Christopher Bamberry
analystChris Bamberry, Peel Hunt. Just want to give a bit more flavor on the M&A pipeline. You had a couple of potential opportunities in NDAs that they've obviously not come through. Just to give you any more flavor on what happened there and what you -- and some of the current opportunities you have.
David Lockwood
executiveYes. I mean maybe Harry should talk about the current opportunities because they're going to happen on his watch. But I think if I talk about the discipline, which I'm sure will remain, so there were one in particular, which was outside the U.K. in a country we're very keen on. We've got a long way through diligence and spent a decent amount of money. And then we found a very significant accounting issue that was both a valuation point, but also we were very much believe we were acquiring a strong management team, probably stronger than our own. And over time, as we got underneath the skin of the problem, that led us to conclude both that we couldn't get to the price, but also particularly in terms of the people capital, we weren't sure we were getting what we thought we were getting. So that's a good example of just doing proper diligence, taking time to reflect on what that diligence tells you and then acting in the interest of shareholders. So I mean that's the kind of thing that happened.
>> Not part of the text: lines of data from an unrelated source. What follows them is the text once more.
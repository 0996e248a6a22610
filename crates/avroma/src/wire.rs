//! Confluent wire format
//!
//! ```text
//! [magic: 1 byte][schema_id: 4 bytes big-endian][avro binary body]
//! ```
//!
//! The magic byte is written as `0x00` but not checked on read; producers
//! in the wild are not consistent about it and the schema id is what matters.

use crate::error::{DecodeError, DecodeResult};
use crate::types::SchemaId;

/// Magic byte written in front of every frame
pub const MAGIC_BYTE: u8 = 0x00;

/// Magic byte plus schema id
pub const HEADER_LEN: usize = 5;

/// Split a framed payload into its schema id and Avro body
pub fn parse_header(payload: &[u8]) -> DecodeResult<(SchemaId, &[u8])> {
    if payload.len() < HEADER_LEN {
        return Err(DecodeError::InputFormat { len: payload.len() });
    }
    let id = u32::from_be_bytes([payload[1], payload[2], payload[3], payload[4]]);
    Ok((SchemaId::new(id), &payload[HEADER_LEN..]))
}

/// Header bytes for `schema_id`
pub fn encode_header(schema_id: SchemaId) -> [u8; HEADER_LEN] {
    let mut header = [0u8; HEADER_LEN];
    header[0] = MAGIC_BYTE;
    header[1..HEADER_LEN].copy_from_slice(&schema_id.0.to_be_bytes());
    header
}

/// Prefix an Avro body with the header for `schema_id`
pub fn frame(schema_id: SchemaId, body: &[u8]) -> Vec<u8> {
    let mut out = Vec::with_capacity(HEADER_LEN + body.len());
    out.extend_from_slice(&encode_header(schema_id));
    out.extend_from_slice(body);
    out
}

#[cfg(test)]
mod tests {
    use super::*;

    #[test]
    fn test_parse_header_big_endian() {
        let payload = [0x00, 0x00, 0x01, 0x02, 0x03, 0xAA, 0xBB];
        let (id, body) = parse_header(&payload).unwrap();
        assert_eq!(id, SchemaId::new(0x0001_0203));
        assert_eq!(body, &[0xAA, 0xBB]);
    }

    #[test]
    fn test_parse_header_ignores_magic() {
        let payload = [0x7F, 0x00, 0x00, 0x00, 0x09];
        let (id, body) = parse_header(&payload).unwrap();
        assert_eq!(id, SchemaId::new(9));
        assert!(body.is_empty());
    }

    #[test]
    fn test_short_buffers_rejected() {
        for len in 0..HEADER_LEN {
            let payload = vec![0u8; len];
            match parse_header(&payload) {
                Err(DecodeError::InputFormat { len: got }) => assert_eq!(got, len),
                other => panic!("expected InputFormat, got {:?}", other),
            }
        }
    }

    #[test]
    fn test_frame_layout() {
        let framed = frame(SchemaId::new(12345), &[1, 2, 3]);
        assert_eq!(framed[0], MAGIC_BYTE);
        assert_eq!(&framed[1..5], &12345u32.to_be_bytes());
        assert_eq!(&framed[5..], &[1, 2, 3]);
    }
}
Pipeline, Harry?
Harry Holt
executiveYes. So we've got a strong pipeline, which we keep under constant review. Obviously, given what's going on in the world, the valuations in our core markets of defense and civil nuclear are quite high at the moment. As David said, it's really important that we maintain discipline. We haven't done M&A for a while. So we need to make sure that when we get back into the acquisition market, it's with a business that makes sense for us, and we can integrate it properly.
David Lockwood
executiveI was going to say we've got probably good time for one more.
Unknown Analyst
analystSo I just wonder if you could give some color on where the major infrastructure program goes from here. Revenues down last year. Does that just continue to fade out? Or does it stay at broadly current levels for a bit? And what's the phasing of the last 2 docks at Devonport under that?
David Mellors
executiveDo you want me to numbers? Okay. So from a numbers point of view, you know we can't forecast this accurately. So we'll give you a range. I would expect somewhere between GBP 400 million and GBP 450 million this year, and we'll keep you updated. So similar-ish. And again, as far as the out years are concerned, we'll keep you updated as we go along.
Harry Holt
executiveYes. And more generally, at Devonport, obviously, we've got the 10 Dock program, and we've got the 5-basin berth program. But outside of Devonport, the requirement for the defense nuclear estate to recapitalize is well known. So we would expect recapitalization both at Clyde and maybe even in Rosyth. And then as David mentioned earlier, the whole AUKUS opportunity is heavily focused in these early years on infrastructure at both Osborne and Henderson. And so we would hope to be able to address that market as well.
David Lockwood
executiveYes. And the other thing we have mentioned in the past is although they haven't decided how to contract it yet, there's potential infrastructure opportunities with AWE as well. So thank you all very much for your time. And for those of you who I've known for a very long time, who've come up with all the questions that have made these things interesting. Thank you for your participation.